I should have never picked her up from the dry cleaner’s. I should have never agreed to be released from my father’s penis. And where is my father now, huh? He’s certainly not taking care of Mother, that’s for sure. Mothers are so easily abandoned, in the end. And by everyone who they gave the most to. It is such a cruel irony. That the more a person gives, the less people want to give back in return. Indeed, they get a hair repulsed by self-sacrifice. It almost makes them squeamish, like, “Oh god, this person wants reciprocity from me? I can’t.”

Still, I am committed to getting her body back to where it belongs: in the coop-like comfort of her own home. She so rarely leaves it now, opting to stay in and drink or try her hand at an unfinished needlepoint that will remain unfinished. One might say that the ultimate source of incompletion to Mother, invariably, is raising her daughter. It is a duty and a chore that burdens her until her dying breath, which is why she, in turn, chooses to burden her daughter as recompense for the favor. How else is Mother going to get her proverbial money’s worth if she doesn’t harass the daughter?

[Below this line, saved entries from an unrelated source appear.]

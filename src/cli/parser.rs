use super::aws;
use crate::config::DEFAULT_ENV_PATH;
use clap::{ArgAction, Parser, Subcommand};
use std::path::PathBuf;

pub(crate) const VERSION_INFO: &str = env!("SHIPERATE_BUILD_VERSION");

#[derive(Parser, Debug)]
#[command(name = "shiperate")]
#[command(about = "Provision AWS resources for student software teams", long_about = None, version = VERSION_INFO)]
#[command(propagate_version = true)]
pub struct Cli {
    /// Environment file holding AWS credentials
    #[arg(short = 'e', long = "env-file", default_value = DEFAULT_ENV_PATH, global = true)]
    pub env_file: PathBuf,

    /// Increase message verbosity (-v for debug, -vv for trace)
    #[arg(short, long, action = ArgAction::Count, global = true)]
    pub verbose: u8,

    #[command(subcommand)]
    pub command: Option<Commands>,
}

#[derive(Subcommand, Debug)]
pub enum Commands {
    /// Create and manage AWS resources
    Aws(aws::Aws),
}
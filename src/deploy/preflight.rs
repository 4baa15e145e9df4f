use super::types::{
    DeployConfig, DeployError, DeployResult, BUILD_CONTEXT_VAR, DOCKERFILE_VAR, DO_TOKEN_VAR,
    IMAGE_TAG_VAR, REPOSITORY_VAR, REQUIRED_ENV_VARS, REQUIRED_EXECUTABLES,
};
use crate::config::{EnvSource, Secret};
use std::ffi::OsString;
use std::path::{Path, PathBuf};
use tracing::debug;

/// Dependency check run before any command is executed.
#[derive(Debug, Clone)]
pub struct Preflight {
    search_path: Option<OsString>,
    env: EnvSource,
}

impl Preflight {
    pub fn new(search_path: Option<OsString>, env: EnvSource) -> Self {
        Self { search_path, env }
    }

    /// Uses the process `PATH` and `env_file` layered under the process environment.
    pub fn from_env_file(env_file: &Path) -> DeployResult<Self> {
        let env = EnvSource::load_optional(env_file)?;
        Ok(Self::new(std::env::var_os("PATH"), env))
    }

    pub fn find_executable(&self, name: &str) -> Option<PathBuf> {
        let search_path = self.search_path.as_ref()?;
        std::env::split_paths(search_path)
            .map(|dir| dir.join(name))
            .find(|candidate| is_executable(candidate))
    }

    /// Fails on the first missing executable, then the first missing variable.
    pub fn check(&self) -> DeployResult<DeployConfig> {
        for name in REQUIRED_EXECUTABLES {
            match self.find_executable(name) {
                Some(path) => debug!("Found {} at {}", name, path.display()),
                None => return Err(DeployError::MissingDependency(name.to_string())),
            }
        }

        if let Some(missing) = REQUIRED_ENV_VARS
            .iter()
            .find(|var| self.env.get(var).is_none())
        {
            return Err(DeployError::MissingEnvVar(missing.to_string()));
        }

        Ok(DeployConfig {
            token: Secret::new(self.require(DO_TOKEN_VAR)?),
            build_context: PathBuf::from(self.require(BUILD_CONTEXT_VAR)?),
            dockerfile: PathBuf::from(self.require(DOCKERFILE_VAR)?),
            repository: self.require(REPOSITORY_VAR)?,
            image_tag: self.require(IMAGE_TAG_VAR)?,
        })
    }

    fn require(&self, var: &str) -> DeployResult<String> {
        self.env
            .get(var)
            .ok_or_else(|| DeployError::MissingEnvVar(var.to_string()))
    }
}

#[cfg(unix)]
fn is_executable(path: &Path) -> bool {
    use std::os::unix::fs::PermissionsExt;
    path.metadata()
        .map(|meta| meta.is_file() && meta.permissions().mode() & 0o111 != 0)
        .unwrap_or(false)
}

#[cfg(not(unix))]
fn is_executable(path: &Path) -> bool {
    path.is_file() || path.with_extension("exe").is_file()
}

I know there are some mothers and daughters who have worked out that “best friend” rapport. But even Lorelai and Rory had their dips, their contentions. For there is no one who can get under the skin quite like Mother. And soon, her nails are very literally digging into mine as she clutches to my back, expecting me to get her to where she’s going, to do what she’s asked of me–in short, not to be such a goddamn waste of her now overly enlarged vagina all the time.

When we finally arrive back at her house, I remove the plastic covering from her body and take her off the hanger. But our relationship can never be made clean.